Expression of transforming growth factor-β1 and autophagy markers in the bladder of rats with neurogenic lower urinary tract injury.

Abstract

This study was conducted to explore the expression of transforming growth factor-beta 1 (TGF-β1) and its correlation with autophagy markers in the bladder of rats with neurogenic lower urinary tract dysfunction (NLUTD) post spinal cord injury (SCI). A total of 36 male Wistar rats were randomly divided into the SCI group and control group. Rats in the SCI group were subjected to T10-T11 spinal cord transection.
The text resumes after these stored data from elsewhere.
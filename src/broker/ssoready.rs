//! SSOReady HTTP API client

use super::{BrokerClient, BrokerError, IdpRedirectUrl};
use crate::handoff::{OneTimeAccessCode, OrganizationIdentifier, RedeemedIdentity};
use async_trait::async_trait;
use log::debug;
use serde::{de::DeserializeOwned, Deserialize, Serialize};
use std::time::Duration;
use url::Url;

/// Public SSOReady API endpoint
pub const DEFAULT_BASE_URL: &str = "https://api.ssoready.com";

const REDIRECT_PATH: &str = "v1/saml/redirect";
const REDEEM_PATH: &str = "v1/saml/redeem";

/// Longest broker error body echoed into an error message
const MAX_ERROR_MESSAGE_LEN: usize = 200;

#[derive(Serialize)]
#[serde(rename_all = "camelCase")]
struct RedirectRequest<'a> {
    organization_external_id: &'a str,
}

#[derive(Deserialize)]
#[serde(rename_all = "camelCase")]
struct RedirectResponse {
    redirect_url: Option<String>,
}

// No Debug: the body carries the one-time code
#[derive(Serialize)]
#[serde(rename_all = "camelCase")]
struct RedeemRequest {
    saml_access_code: String,
}

#[derive(Deserialize)]
#[serde(rename_all = "camelCase")]
struct RedeemResponse {
    email: Option<String>,
    organization_id: Option<String>,
    organization_external_id: Option<String>,
}

/// Broker client speaking the SSOReady JSON API over reqwest
#[derive(Clone)]
pub struct SsoReadyClient {
    http_client: reqwest::Client,
    base_url: Url,
    api_key: String,
}

impl SsoReadyClient {
    /// Create a client for the given API base URL
    ///
    /// # Errors
    ///
    /// Returns an error if the base URL does not parse or the HTTP client
    /// cannot be built
    pub fn new(base_url: &str, api_key: impl Into<String>, timeout: Duration) -> Result<Self, BrokerError> {
        let mut base_url = Url::parse(base_url)
            .map_err(|e| BrokerError::InvalidResponse(format!("invalid broker base URL: {e}")))?;
        // Url::join replaces the last segment unless the path ends in '/'
        if !base_url.path().ends_with('/') {
            let path = format!("{}/", base_url.path());
            base_url.set_path(&path);
        }

        let http_client = reqwest::Client::builder()
            .timeout(timeout)
            .build()
            .map_err(|e| BrokerError::Transport(format!("failed to build HTTP client: {e}")))?;

        Ok(Self {
            http_client,
            base_url,
            api_key: api_key.into(),
        })
    }

    #[must_use]
    pub fn base_url(&self) -> &Url {
        &self.base_url
    }

    fn endpoint(&self, path: &str) -> Result<Url, BrokerError> {
        self.base_url
            .join(path)
            .map_err(|e| BrokerError::InvalidResponse(format!("invalid broker endpoint: {e}")))
    }

    async fn post_json<B, R>(&self, path: &str, body: &B) -> Result<R, BrokerError>
    where
        B: Serialize + Sync,
        R: DeserializeOwned,
    {
        let url = self.endpoint(path)?;
        debug!("Calling broker endpoint {url}");

        let response = self
            .http_client
            .post(url)
            .bearer_auth(&self.api_key)
            .json(body)
            .send()
            .await
            .map_err(|e| BrokerError::Transport(e.without_url().to_string()))?;

        let status = response.status();
        if !status.is_success() {
            let text = response.text().await.unwrap_or_default();
            return Err(BrokerError::Rejected {
                status: status.as_u16(),
                message: extract_error_message(&text),
            });
        }

        response.json::<R>().await.map_err(|e| {
            if e.is_decode() {
                BrokerError::InvalidResponse(e.without_url().to_string())
            } else {
                BrokerError::Transport(e.without_url().to_string())
            }
        })
    }
}

#[async_trait]
impl BrokerClient for SsoReadyClient {
    async fn resolve_redirect_url(
        &self,
        organization: &OrganizationIdentifier,
    ) -> Result<IdpRedirectUrl, BrokerError> {
        let request = RedirectRequest {
            organization_external_id: organization.as_str(),
        };
        let response: RedirectResponse = self.post_json(REDIRECT_PATH, &request).await?;

        let raw = response
            .redirect_url
            .filter(|url| !url.is_empty())
            .ok_or_else(|| BrokerError::InvalidResponse("response has no redirectUrl".into()))?;
        IdpRedirectUrl::parse(&raw)
    }

    async fn redeem_access_code(
        &self,
        code: OneTimeAccessCode,
    ) -> Result<RedeemedIdentity, BrokerError> {
        let request = RedeemRequest {
            saml_access_code: code.into_secret(),
        };
        let response: RedeemResponse = self.post_json(REDEEM_PATH, &request).await?;

        let email = response
            .email
            .map(|email| email.trim().to_string())
            .filter(|email| !email.is_empty())
            .ok_or_else(|| BrokerError::InvalidResponse("response has no email".into()))?;

        Ok(RedeemedIdentity {
            email,
            organization_id: response.organization_id,
            organization_external_id: response.organization_external_id,
        })
    }

    fn broker_name(&self) -> &'static str {
        "ssoready"
    }
}

/// Pull a readable message out of a broker error body
fn extract_error_message(body: &str) -> String {
    if let Ok(value) = serde_json::from_str::<serde_json::Value>(body) {
        if let Some(message) = value.get("message").and_then(serde_json::Value::as_str) {
            return message.to_string();
        }
    }

    let trimmed = body.trim();
    if trimmed.is_empty() {
        return "no error message".to_string();
    }
    trimmed.chars().take(MAX_ERROR_MESSAGE_LEN).collect()
}

#[cfg(test)]
mod tests {
    use super::*;

    fn client(base: &str) -> SsoReadyClient {
        SsoReadyClient::new(base, "sk_test", Duration::from_secs(5)).unwrap()
    }

    #[test]
    fn test_endpoints_join_onto_base() {
        let c = client(DEFAULT_BASE_URL);
        assert_eq!(
            c.endpoint(REDIRECT_PATH).unwrap().as_str(),
            "https://api.ssoready.com/v1/saml/redirect"
        );

        let c = client("http://127.0.0.1:9000/broker");
        assert_eq!(
            c.endpoint(REDEEM_PATH).unwrap().as_str(),
            "http://127.0.0.1:9000/broker/v1/saml/redeem"
        );
    }

    #[test]
    fn test_invalid_base_url() {
        assert!(SsoReadyClient::new("not a url", "sk", Duration::from_secs(1)).is_err());
    }

    #[test]
    fn test_extract_error_message() {
        assert_eq!(
            extract_error_message(r#"{"message":"saml access code expired"}"#),
            "saml access code expired"
        );
        assert_eq!(extract_error_message("  upstream gone "), "upstream gone");
        assert_eq!(extract_error_message(""), "no error message");

        let long = "x".repeat(500);
        assert_eq!(extract_error_message(&long).len(), MAX_ERROR_MESSAGE_LEN);
    }

    #[test]
    fn test_wire_format_is_camel_case() {
        let body = serde_json::to_value(RedirectRequest {
            organization_external_id: "example.com",
        })
        .unwrap();
        assert_eq!(body["organizationExternalId"], "example.com");

        let body = serde_json::to_value(RedeemRequest {
            saml_access_code: "abc123".into(),
        })
        .unwrap();
        assert_eq!(body["samlAccessCode"], "abc123");

        let parsed: RedeemResponse = serde_json::from_str(
            r#"{"email":"john.doe@example.com","organizationId":"org_1","organizationExternalId":"example.com","attributes":{}}"#,
        )
        .unwrap();
        assert_eq!(parsed.email.as_deref(), Some("john.doe@example.com"));
        assert_eq!(parsed.organization_id.as_deref(), Some("org_1"));
    }
}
At day 1, 4, and 7, 6 rats were euthanized daily and the Basso, Beattie and Bresnahan score (BBB score), post-void residual (PVR), urinary bladder function score (UBFS) and bladder weight were assessed. The expression TGF-β1 and autophagy markers were evaluated by immunofluorescence staining, Western bolt, and qRT-PCR. A total of 36 male Wistar rats were randomly divided into the SCI group and control group, with three time points in each group. Not applicable. SCI modeling impaired the motor function of the hind limbs and the bladder function of rats. NLUTD muscle exhibited a punctated immunostaining pattern for LC3, suggesting the accumulation of autophagosomes. Our results further indicated that compared with the control group, the expression levels of TGF-β1 and LC3 were increased, while the level of P62 was decreased after SCI modeling. TGF-β1 was significantly increased in SCI rats with NLUTD and was correlated with autophagy markers LC3 and p62.